His passivity is not IMO a personality quirk but part of the neurologically atypical stuff.
We have trouble with:
--initiation (hard to start)
--not seeing the steps that lead to success clearly (being able to think ahead/organize/anticipate)
--not being able to organize the steps (much much easier to do what's comfortable than learn unfamiliar steps; worse in situations that have high stakes)
These are all EF issues very common to people who have ASD or ADHD.
Yes, yes, and yes. All of the above. One of the trickiest parts of this is that it might as well be a case of the blind leading the blind. I have done ALL of my learning without knowing how to do these things--and choosing subject areas in which sudden bursts of intellectual energy were effective. Good thing, too, because that was the only tool I had. It has greatly limited my career success. I hated teaching because of the heavy organizational load and never feeling like I had it together--this despite getting a lot of feedback about being quite talented at working with the children. I learn like my son: through obsession and osmosis. It is hard to teach a skill one does not posses herself. Like my son, I do much better when I am not required to multitask.
I would try not to dwell on the long term future (and its possible specters). Rather, I like a 3-5 year planning horizon.
This made me LOL. I think (hope?) that I am not quite as catastrophic a thinker as I appear to be when I write. I will say this: there is no doubt that much of my panicky thinking is driven by my eldest son's situation (mental illness). And *he* was quite an exceptional student all the way through high school, who required no support at home--self-motivated and driven. Clearly, this is something that needs to be worked on with my own therapist.
Look at the next few years, and decide what skills are missing that are needed within that horizon. Pick one, work on that. Let the rest be easy until that's mastered. Then pick another.
Our process is to decide what behavior we want to see, support that behavior so he knows what it's supposed to look like, and then gradually fade the support.
Here is the pickle: my gut feeling is that if DS could just get a handle on the social behaviors, the rest of it would not be so difficult. For one, I think the teachers expect gifted students to be a bit flaky, organizationally. Secondly, I think they would be more tolerant and supportive of the EF stuff if they liked him. That was certainly the case in elementary school. The reason I say it's a pickle is because the most off-putting behaviors seem to only occur in the context of the classroom, when he is with his peers. Of course, I do correct him at home when he is blunt and insensitive--but it doesn't happen as often here, and I am far less likely to take offense. Not sure how to help him generalize "perspective taking."

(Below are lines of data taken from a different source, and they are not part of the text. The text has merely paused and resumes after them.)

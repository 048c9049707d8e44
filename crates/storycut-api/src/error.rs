//! API error types.
//!
//! Every error serialises as `{code, message, details?}` with a stable
//! string code; internal detail is logged, not exposed.

use axum::http::StatusCode;
use axum::response::{IntoResponse, Response};
use axum::Json;
use serde::Serialize;
use thiserror::Error;
use tracing::error;

pub type ApiResult<T> = Result<T, ApiError>;

#[derive(Debug, Error)]
pub enum ApiError {
    #[error("{message}")]
    BadRequest { code: &'static str, message: String },

    #[error("not found: {0}")]
    NotFound(String),

    #[error("conflict: {0}")]
    Conflict(String),

    #[error("internal error: {0}")]
    Internal(String),

    #[error("registry error: {0}")]
    Registry(#[from] storycut_registry::RegistryError),

    #[error("worker error: {0}")]
    Worker(#[from] storycut_worker::WorkerError),
}

impl ApiError {
    pub fn bad_request(code: &'static str, message: impl Into<String>) -> Self {
        Self::BadRequest {
            code,
            message: message.into(),
        }
    }

    pub fn not_found(what: impl Into<String>) -> Self {
        Self::NotFound(what.into())
    }

    pub fn internal(message: impl Into<String>) -> Self {
        Self::Internal(message.into())
    }

    fn status_code(&self) -> StatusCode {
        match self {
            ApiError::BadRequest { .. } => StatusCode::BAD_REQUEST,
            ApiError::NotFound(_) => StatusCode::NOT_FOUND,
            ApiError::Conflict(_) => StatusCode::CONFLICT,
            ApiError::Registry(e) if e.is_conflict() => StatusCode::CONFLICT,
            ApiError::Registry(storycut_registry::RegistryError::NotFound(_)) => {
                StatusCode::NOT_FOUND
            }
            _ => StatusCode::INTERNAL_SERVER_ERROR,
        }
    }

    fn code(&self) -> &'static str {
        match self {
            ApiError::BadRequest { code, .. } => code,
            ApiError::NotFound(_) => "NotFound",
            ApiError::Conflict(_) => "Conflict",
            ApiError::Registry(e) if e.is_conflict() => "Conflict",
            ApiError::Registry(storycut_registry::RegistryError::NotFound(_)) => "NotFound",
            _ => "Internal",
        }
    }
}

#[derive(Serialize)]
struct ErrorBody {
    code: String,
    message: String,
    #[serde(skip_serializing_if = "Option::is_none")]
    details: Option<serde_json::Value>,
}

impl IntoResponse for ApiError {
    fn into_response(self) -> Response {
        let status = self.status_code();

        // Internal detail is for the log, not the caller
        let message = if status == StatusCode::INTERNAL_SERVER_ERROR {
            error!("internal error: {}", self);
            "an internal error occurred".to_string()
        } else {
            self.to_string()
        };

        let body = ErrorBody {
            code: self.code().to_string(),
            message,
            details: None,
        };

        (status, Json(body)).into_response()
    }
}

#[cfg(test)]
mod tests {
    use super::*;

    #[test]
    fn status_codes_match_error_classes() {
        assert_eq!(
            ApiError::bad_request("EmptySource", "no timeline").status_code(),
            StatusCode::BAD_REQUEST
        );
        assert_eq!(
            ApiError::not_found("media x").status_code(),
            StatusCode::NOT_FOUND
        );
        assert_eq!(
            ApiError::internal("boom").status_code(),
            StatusCode::INTERNAL_SERVER_ERROR
        );
        assert_eq!(
            ApiError::bad_request("EmptySource", "x").code(),
            "EmptySource"
        );
    }
}
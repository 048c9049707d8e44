//! The registry trait.

use async_trait::async_trait;

use storycut_models::{
    ClipCandidate, Frame, Job, JobId, JobKind, JobStatus, Media, MediaId, MediaStatus, Plan,
    PlanId, PlanStatus, Render, RenderId, RenderStatus, Scene, SceneCuts, SilenceMap, Transcript,
};

use crate::error::RegistryResult;
use crate::patch::{JobPatch, MediaPatch, RenderPatch};

/// Persistence boundary for every entity the pipeline tracks.
///
/// Rules all backends uphold:
/// - Writes are durable before the call returns.
/// - Status fields change only through the `*_if_status` methods, which
///   compare-and-swap on the expected status and reject illegal lattice
///   edges. Concurrent writers either commit or observe `Conflict`.
/// - Enrichment artefacts are written whole; no partial artefact is ever
///   visible to a reader.
#[async_trait]
pub trait Registry: Send + Sync + 'static {
    // ------------------------------------------------------------------
    // Media
    // ------------------------------------------------------------------

    async fn create_media(&self, media: Media) -> RegistryResult<()>;

    async fn get_media(&self, media_id: &MediaId) -> RegistryResult<Option<Media>>;

    /// Conditionally transition a media record and apply a patch.
    /// Returns the updated record.
    async fn update_media_if_status(
        &self,
        media_id: &MediaId,
        expected: MediaStatus,
        new: MediaStatus,
        patch: MediaPatch,
    ) -> RegistryResult<Media>;

    /// Logical delete. Derived entities stay on disk but become
    /// unreachable through the control plane.
    async fn soft_delete_media(&self, media_id: &MediaId) -> RegistryResult<Media>;

    // ------------------------------------------------------------------
    // Jobs
    // ------------------------------------------------------------------

    async fn create_job(&self, job: Job) -> RegistryResult<()>;

    async fn get_job(&self, job_id: &JobId) -> RegistryResult<Option<Job>>;

    async fn update_job_if_status(
        &self,
        job_id: &JobId,
        expected: JobStatus,
        new: JobStatus,
        patch: JobPatch,
    ) -> RegistryResult<Job>;

    /// Set the cooperative cancellation flag on a non-terminal job.
    async fn request_job_cancel(&self, job_id: &JobId) -> RegistryResult<Job>;

    async fn list_jobs_by_media(&self, media_id: &MediaId) -> RegistryResult<Vec<Job>>;

    async fn list_jobs_by_media_kind(
        &self,
        media_id: &MediaId,
        kind: JobKind,
    ) -> RegistryResult<Vec<Job>>;

    /// All jobs currently in `status`, any media. Used by the supervisor.
    async fn list_jobs_by_status(&self, status: JobStatus) -> RegistryResult<Vec<Job>>;

    // ------------------------------------------------------------------
    // Enrichment artefacts (one per media, written whole)
    // ------------------------------------------------------------------

    async fn put_transcript(
        &self,
        media_id: &MediaId,
        transcript: Transcript,
    ) -> RegistryResult<()>;
    async fn get_transcript(&self, media_id: &MediaId) -> RegistryResult<Option<Transcript>>;

    async fn put_silence_map(&self, media_id: &MediaId, map: SilenceMap) -> RegistryResult<()>;
    async fn get_silence_map(&self, media_id: &MediaId) -> RegistryResult<Option<SilenceMap>>;

    async fn put_scene_cuts(&self, media_id: &MediaId, cuts: SceneCuts) -> RegistryResult<()>;
    async fn get_scene_cuts(&self, media_id: &MediaId) -> RegistryResult<Option<SceneCuts>>;

    async fn put_frames(&self, media_id: &MediaId, frames: Vec<Frame>) -> RegistryResult<()>;
    async fn get_frames(&self, media_id: &MediaId) -> RegistryResult<Option<Vec<Frame>>>;

    async fn put_scenes(&self, media_id: &MediaId, scenes: Vec<Scene>) -> RegistryResult<()>;
    async fn get_scenes(&self, media_id: &MediaId) -> RegistryResult<Option<Vec<Scene>>>;

    async fn put_clip_candidates(
        &self,
        media_id: &MediaId,
        candidates: Vec<ClipCandidate>,
    ) -> RegistryResult<()>;
    async fn get_clip_candidates(
        &self,
        media_id: &MediaId,
    ) -> RegistryResult<Option<Vec<ClipCandidate>>>;

    // ------------------------------------------------------------------
    // Plans
    // ------------------------------------------------------------------

    async fn create_plan(&self, plan: Plan) -> RegistryResult<()>;

    async fn get_plan(&self, plan_id: &PlanId) -> RegistryResult<Option<Plan>>;

    async fn update_plan_if_status(
        &self,
        plan_id: &PlanId,
        expected: PlanStatus,
        new: PlanStatus,
    ) -> RegistryResult<Plan>;

    async fn list_plans_by_media(&self, media_id: &MediaId) -> RegistryResult<Vec<Plan>>;

    // ------------------------------------------------------------------
    // Renders
    // ------------------------------------------------------------------

    async fn create_render(&self, render: Render) -> RegistryResult<()>;

    async fn get_render(&self, render_id: &RenderId) -> RegistryResult<Option<Render>>;

    async fn update_render_if_status(
        &self,
        render_id: &RenderId,
        expected: RenderStatus,
        new: RenderStatus,
        patch: RenderPatch,
    ) -> RegistryResult<Render>;

    async fn list_renders_by_plan(&self, plan_id: &PlanId) -> RegistryResult<Vec<Render>>;
}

Yep. We cannot (still, age 12) say "clean your room." We have to break it into sub-tasks. (Pick up laundry and put it in the basket; all books back on shelves.) By teaching and reinforcing the sub-tasks you can work toward independence in a manageable way, with fewer freakouts.
This is how we do room-cleaning here, too. When I have the gumption. A lot of our home life involves my doing everything, just because there is so much to do and I don't have time to do it right. A DS "freakout" is nearly always withdrawal and avoidance. He doesn't melt down often--he goes internal, scowls, and ignores.